Es gab mehrere Gemeinden im Bezirk Muri, wo über 50 Prozent der Wählenden SVP wählten. Auch kantonal verbucht die Partei einen Erfolg, besetzt in der neuen Legislatur fünf Grossratssitze mehr. «Zusammen mit der EDU und der FDP haben wir neu die Mehrheit», frohlockt Heggli-Boder. Man werde die FDP an die Versprechen erinnern, die bis am Wahltag diesbezüglich gemacht wurden. «Zusammen können wir ganz viele Vorlagen durchbringen», sagt Heggli-Boder.
«Met Herzbluet» ganz nach oben
Zurück zum Bezirk Muri: Alle acht Kandidierenden hätten einen engagierten Wahlkampf geführt.

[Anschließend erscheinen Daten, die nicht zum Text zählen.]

//! Observable cart store.

use std::sync::Arc;

use tokio::sync::watch;

use crate::cart::{CartState, LineItemInput};
use crate::error::CommerceError;
use crate::ids::ProductId;
use crate::money::{Currency, Money};

/// Shared handle to the session's cart.
///
/// Wraps a [`CartState`] in a `watch` channel: each mutation that changes
/// the state notifies every receiver handed out by [`CartStore::subscribe`].
/// Clones share the same cart.
#[derive(Debug, Clone)]
pub struct CartStore {
    state: Arc<watch::Sender<CartState>>,
}

impl CartStore {
    /// Create an empty cart store.
    pub fn new(currency: Currency) -> Self {
        Self::from_state(CartState::new(currency))
    }

    /// Create a store around an existing (e.g. restored) cart.
    pub fn from_state(state: CartState) -> Self {
        let (tx, _rx) = watch::channel(state);
        Self {
            state: Arc::new(tx),
        }
    }

    /// Receive a notification on every state change.
    pub fn subscribe(&self) -> watch::Receiver<CartState> {
        self.state.subscribe()
    }

    /// Clone of the current state.
    pub fn snapshot(&self) -> CartState {
        self.state.borrow().clone()
    }

    /// Read the current state without cloning it.
    ///
    /// Do not hold onto anything across an await point inside `f`.
    pub fn read<R>(&self, f: impl FnOnce(&CartState) -> R) -> R {
        f(&self.state.borrow())
    }

    /// See [`CartState::add_item`].
    pub fn add_item(&self, input: LineItemInput) -> Result<(), CommerceError> {
        let mut result = Ok(());
        self.state.send_if_modified(|state| {
            tracing::debug!(product_id = %input.product_id, "adding item to cart");
            result = state.add_item(input);
            result.is_ok()
        });
        result
    }

    /// See [`CartState::remove_item`].
    pub fn remove_item(&self, product_id: &ProductId) -> usize {
        let mut removed = 0;
        self.state.send_if_modified(|state| {
            removed = state.remove_item(product_id);
            removed > 0
        });
        tracing::debug!(%product_id, removed, "removed item from cart");
        removed
    }

    /// See [`CartState::update_quantity`].
    pub fn update_quantity(&self, product_id: &ProductId, quantity: i64) -> usize {
        let mut affected = 0;
        self.state.send_if_modified(|state| {
            affected = state.update_quantity(product_id, quantity);
            affected > 0
        });
        tracing::debug!(%product_id, quantity, affected, "updated cart quantity");
        affected
    }

    /// See [`CartState::update_shipping`].
    pub fn update_shipping(&self, cost: Money) -> Result<(), CommerceError> {
        let mut result = Ok(());
        self.state.send_if_modified(|state| {
            let before = state.shipping_cost();
            result = state.update_shipping(cost);
            result.is_ok() && state.shipping_cost() != before
        });
        result
    }

    /// Set the shipping cost only if `applies` holds for the current cart.
    ///
    /// The check and the write happen under the same borrow, so no other
    /// mutation can land between them. Returns `Ok(false)` when skipped.
    pub fn update_shipping_if(
        &self,
        cost: Money,
        applies: impl FnOnce(&CartState) -> bool,
    ) -> Result<bool, CommerceError> {
        let mut result = Ok(false);
        self.state.send_if_modified(|state| {
            if !applies(&*state) {
                return false;
            }
            let before = state.shipping_cost();
            result = state.update_shipping(cost).map(|()| true);
            result.is_ok() && state.shipping_cost() != before
        });
        result
    }

    /// See [`CartState::remove_purchased`].
    pub fn remove_purchased(&self, order: &CartState) -> u64 {
        let mut removed = 0;
        self.state.send_if_modified(|state| {
            let had_shipping = !state.shipping_cost().is_zero();
            removed = state.remove_purchased(order);
            removed > 0 || had_shipping
        });
        tracing::debug!(removed, "removed purchased items from cart");
        removed
    }

    /// See [`CartState::clear`].
    pub fn clear(&self) {
        self.state.send_if_modified(|state| {
            let changed = !state.is_empty() || !state.shipping_cost().is_zero();
            state.clear();
            changed
        });
        tracing::debug!("cart cleared");
    }

    /// See [`CartState::toggle_visibility`].
    pub fn toggle_visibility(&self) {
        self.state.send_modify(CartState::toggle_visibility);
    }
}

impl Default for CartStore {
    fn default() -> Self {
        Self::new(Currency::default())
    }
}

#[cfg(test)]
mod tests {
    use super::*;

    fn tee() -> LineItemInput {
        LineItemInput::new("p1", "Tee", Money::new(2000, Currency::USD))
    }

    #[test]
    fn test_clones_share_state() {
        let store = CartStore::default();
        let other = store.clone();

        store.add_item(tee()).unwrap();
        other.add_item(tee()).unwrap();

        assert_eq!(store.snapshot().items()[0].quantity, 2);
        assert_eq!(store.read(|c| c.subtotal().amount_cents), 4000);
    }

    #[test]
    fn test_subscribers_see_changes() {
        let store = CartStore::default();
        let mut rx = store.subscribe();
        assert!(!rx.has_changed().unwrap());

        store.add_item(tee()).unwrap();
        assert!(rx.has_changed().unwrap());
        assert_eq!(rx.borrow_and_update().item_count(), 1);

        store.toggle_visibility();
        assert!(rx.has_changed().unwrap());
        assert!(rx.borrow_and_update().is_open());
    }

    #[test]
    fn test_no_notification_without_change() {
        let store = CartStore::default();
        let rx = store.subscribe();

        store.remove_item(&ProductId::new("missing"));
        store.update_quantity(&ProductId::new("missing"), 3);
        store.update_shipping(Money::zero(Currency::USD)).unwrap();
        store.clear();
        assert!(!rx.has_changed().unwrap());

        let result = store.add_item(LineItemInput::new("p1", "Tee", Money::new(1, Currency::GBP)));
        assert!(result.is_err());
        assert!(!rx.has_changed().unwrap());
    }

    #[test]
    fn test_update_shipping_if_checks_current_state() {
        let store = CartStore::default();
        let cost = Money::new(700, Currency::USD);

        assert!(matches!(store.update_shipping_if(cost, |c| !c.is_empty()), Ok(false)));
        assert!(store.snapshot().shipping_cost().is_zero());

        store.add_item(tee()).unwrap();
        let rx = store.subscribe();
        assert!(matches!(store.update_shipping_if(cost, |c| !c.is_empty()), Ok(true)));
        assert!(rx.has_changed().unwrap());
        assert_eq!(store.snapshot().total().amount_cents, 2700);
    }

    #[tokio::test]
    async fn test_changed_wakes_waiter() {
        let store = CartStore::default();
        let mut rx = store.subscribe();

        let writer = store.clone();
        let handle = tokio::spawn(async move {
            writer.add_item(tee()).unwrap();
        });

        rx.changed().await.unwrap();
        assert_eq!(rx.borrow().item_count(), 1);
        handle.await.unwrap();
    }
}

Das betont die Präsidentin und später auch Wahlkampfleiter Benjamin Brander. Und das sagen auch die drei gewählten Grossräte Alain Bütler, Daniel Urech und Nicole Heggli. «Wir wollten diesen Sitz unbedingt. Das spürte man», sagte Heggli. Dass sie und Daniel Urech dabei gar vom neuen Grossrat Alain Bütler überflügelt wurden, was die Anzahl Stimmen betrifft, störe sie gar nicht. «Er hat das verdient, ist schon lange dabei und sehr engagiert. Ich habe mir von Herzen gewünscht, dass er gewählt wird», betonte sie. Alle drei Gewählten erreichten über 3500 Stimmen. «Enorme Zahlen», sagt Heggli-Boder.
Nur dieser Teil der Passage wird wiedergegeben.